戦型:右ペン表裏
卓球ライター若槻軸足がお届けする「頭で勝つ!卓球戦術」。今回は「主観と客観で試合をする」というテーマでお伝えしておこうと思う。何の話だと思われた方も、ぜひ最後まで読んでほしい。
試合でサービスを出す、相手を観察する、ボールを打つ、といった動作をしているのはあなた自身だ。あなた自身の視点から、あなたが「主観」でプレーをしている。つまり、試合を戦っているのは他でもないあなた自身なのだ。
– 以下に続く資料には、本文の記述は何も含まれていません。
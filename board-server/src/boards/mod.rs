//! Curated departure boards.
//!
//! A board is a named, rule-driven view over the snapshot store. Rules pick
//! monitors by stop (and optionally platform) and lines by name and
//! destination; the aggregator groups matches into items with merged,
//! deduplicated departure lists.

mod aggregate;
mod departures;
mod document;
mod matcher;
mod registry;
mod service;
mod spec;


pub use aggregate::build_board;
pub use departures::{COUNTDOWN_SEPARATOR, countdown_text, normalize};
pub use document::{BoardDocument, BoardItem, BoardLine};
pub use matcher::{LineSelection, line_matches};
pub use registry::BoardRegistry;
pub use service::BoardService;
pub use spec::{BoardSpec, LineRule, PlatformFilter, Rule, TowardsPattern};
だがしかし、ときには「客観的な視点」で試合を捉えなければならないときもある。それは具体的にどういうことか。一緒に考えていこう。
このページの目次
主観と客観で試合をするとは
例えば、主観的な視点と客観的な視点とは以下のようなものだ。
主観:「頑張って攻撃をしているが点にならない」
客観:「頑張って打っているように見えて、打たされている」
主観:「バックへのロングサーブで得点していたが、途中からは点にならなくなってきた」
客観:「ロングサーブを待たれている」
主観:「得意な回転のサーブを出しているはずなのに、点にならない」
客観:「サーブの回転を利用されている」
こういった「客観的な捉え方」が出来る選手は、自分で戦術を組み立てることが出来るし、戦術の転換をする能力も高い。だが、こういった考え方が普段全く浮かんでこないという選手は、おそらく客観的な視点で試合を捉えられていないはずだ。
事実、私自身も中学はおろか高校生のときでさえ、自分の試合を客観的に捉えることは今思えば全く出来ていなかった。シンプルに目の前のボールに対応するのが精一杯。「次のサービスは何を出せば効くだろうか」あるいは「どんなサービスを出してくるだろうか」といった主観でしか試合を考えられていなかった。
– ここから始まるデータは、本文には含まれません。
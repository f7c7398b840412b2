//! Qualitative rooftop analysis record.
//!
//! The record comes straight from a vision model and is untrusted. Every
//! field is optional, and a field carrying the wrong JSON type is treated as
//! absent instead of failing the whole record.

use schemars::JsonSchema;
use serde::{Deserialize, Serialize};
use serde_json::{Map, Value};
use thiserror::Error;

use crate::labels::{RoofProfile, SunlightExposure, UsableArea};

/// Qualitative assessment of a rooftop image.
#[derive(Debug, Clone, Default, PartialEq, Eq, Serialize, Deserialize, JsonSchema)]
#[serde(try_from = "Value")]
pub struct QualitativeAnalysis {
    /// Roof outline category, e.g. "rectangular", "L-shaped", "complex"
    #[serde(skip_serializing_if = "Option::is_none")]
    pub roof_shape: Option<String>,
    /// Obstructions in the order the model listed them
    #[serde(skip_serializing_if = "Option::is_none")]
    pub main_obstacles: Option<Vec<String>>,
    /// Sunlight category, e.g. "excellent", "poor - significant shading"
    #[serde(skip_serializing_if = "Option::is_none")]
    pub sunlight_exposure: Option<String>,
    /// Usable area category, e.g. "small", "medium", "large"
    #[serde(skip_serializing_if = "Option::is_none")]
    pub usable_area_qualitative: Option<String>,
    /// Free-form summary
    #[serde(skip_serializing_if = "Option::is_none")]
    pub overall_assessment: Option<String>,
}

/// Error decoding an analysis record.
#[derive(Debug, Error, PartialEq, Eq)]
pub enum AnalysisDecodeError {
    #[error("expected a JSON object, got {0}")]
    NotAnObject(&'static str),

    #[error("invalid JSON: {0}")]
    InvalidJson(String),
}

impl QualitativeAnalysis {
    /// Decode a record from JSON text.
    pub fn from_json_str(text: &str) -> Result<Self, AnalysisDecodeError> {
        let value: Value = serde_json::from_str(text)
            .map_err(|e| AnalysisDecodeError::InvalidJson(e.to_string()))?;
        Self::try_from(value)
    }

    /// Decode a record from a JSON object, ignoring unknown keys.
    pub fn from_map(map: &Map<String, Value>) -> Self {
        Self {
            roof_shape: string_field(map, "roof_shape"),
            main_obstacles: obstacles_field(map),
            sunlight_exposure: string_field(map, "sunlight_exposure"),
            usable_area_qualitative: string_field(map, "usable_area_qualitative"),
            overall_assessment: string_field(map, "overall_assessment"),
        }
    }

    /// Canonicalize the free-text labels that drive the estimate.
    ///
    /// This is the only place raw label text is matched.
    pub fn profile(&self) -> RoofProfile {
        RoofProfile {
            sunlight: SunlightExposure::classify(self.sunlight_exposure.as_deref()),
            usable_area: UsableArea::classify(self.usable_area_qualitative.as_deref()),
        }
    }
}

impl TryFrom<Value> for QualitativeAnalysis {
    type Error = AnalysisDecodeError;

    fn try_from(value: Value) -> Result<Self, Self::Error> {
        match value {
            Value::Object(map) => Ok(Self::from_map(&map)),
            other => Err(AnalysisDecodeError::NotAnObject(json_kind(&other))),
        }
    }
}

fn string_field(map: &Map<String, Value>, key: &str) -> Option<String> {
    map.get(key).and_then(Value::as_str).map(str::to_string)
}

fn obstacles_field(map: &Map<String, Value>) -> Option<Vec<String>> {
    match map.get("main_obstacles")? {
        Value::Array(items) => Some(
            items
                .iter()
                .filter_map(Value::as_str)
                .map(str::to_string)
                .collect(),
        ),
        Value::String(single) => Some(vec![single.clone()]),
        _ => None,
    }
}

fn json_kind(value: &Value) -> &'static str {
    match value {
        Value::Null => "null",
        Value::Bool(_) => "a boolean",
        Value::Number(_) => "a number",
        Value::String(_) => "a string",
        Value::Array(_) => "an array",
        Value::Object(_) => "an object",
    }
}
卓球は考えることがとにかく多い。目の前のボールに対応するだけでも難しいのに、だ。そのため、「なぜ点を取れていてなぜ点を取られているのか」といった戦況を客観的な視点で分析し、次にどうすべきかの指示をくれるベンチコーチの存在は非常に重要だ。
だが、実際はベンチコーチがいない場面の方が圧倒的に多いわけだ。だからこそ、試合をしながら自分で自分のベンチコーチをしてあげるイメージで、客観的に試合の状況を捉えることが必要になってくるというわけだ。
客観的視点を身につける方法①:解説付きの試合を観る
客観的視点を身につけるためにまずオススメなのは、解説付きの試合を見ることだ。
最近はテレビやネットで卓球中継が行われることも珍しくなくなり、実況付きの試合を年に数回は目にする機会があるだろう。その際は必ずといっていいほど、実況と併せて解説者が試合中のプレーや展開についての説明をしてくれているはずだ。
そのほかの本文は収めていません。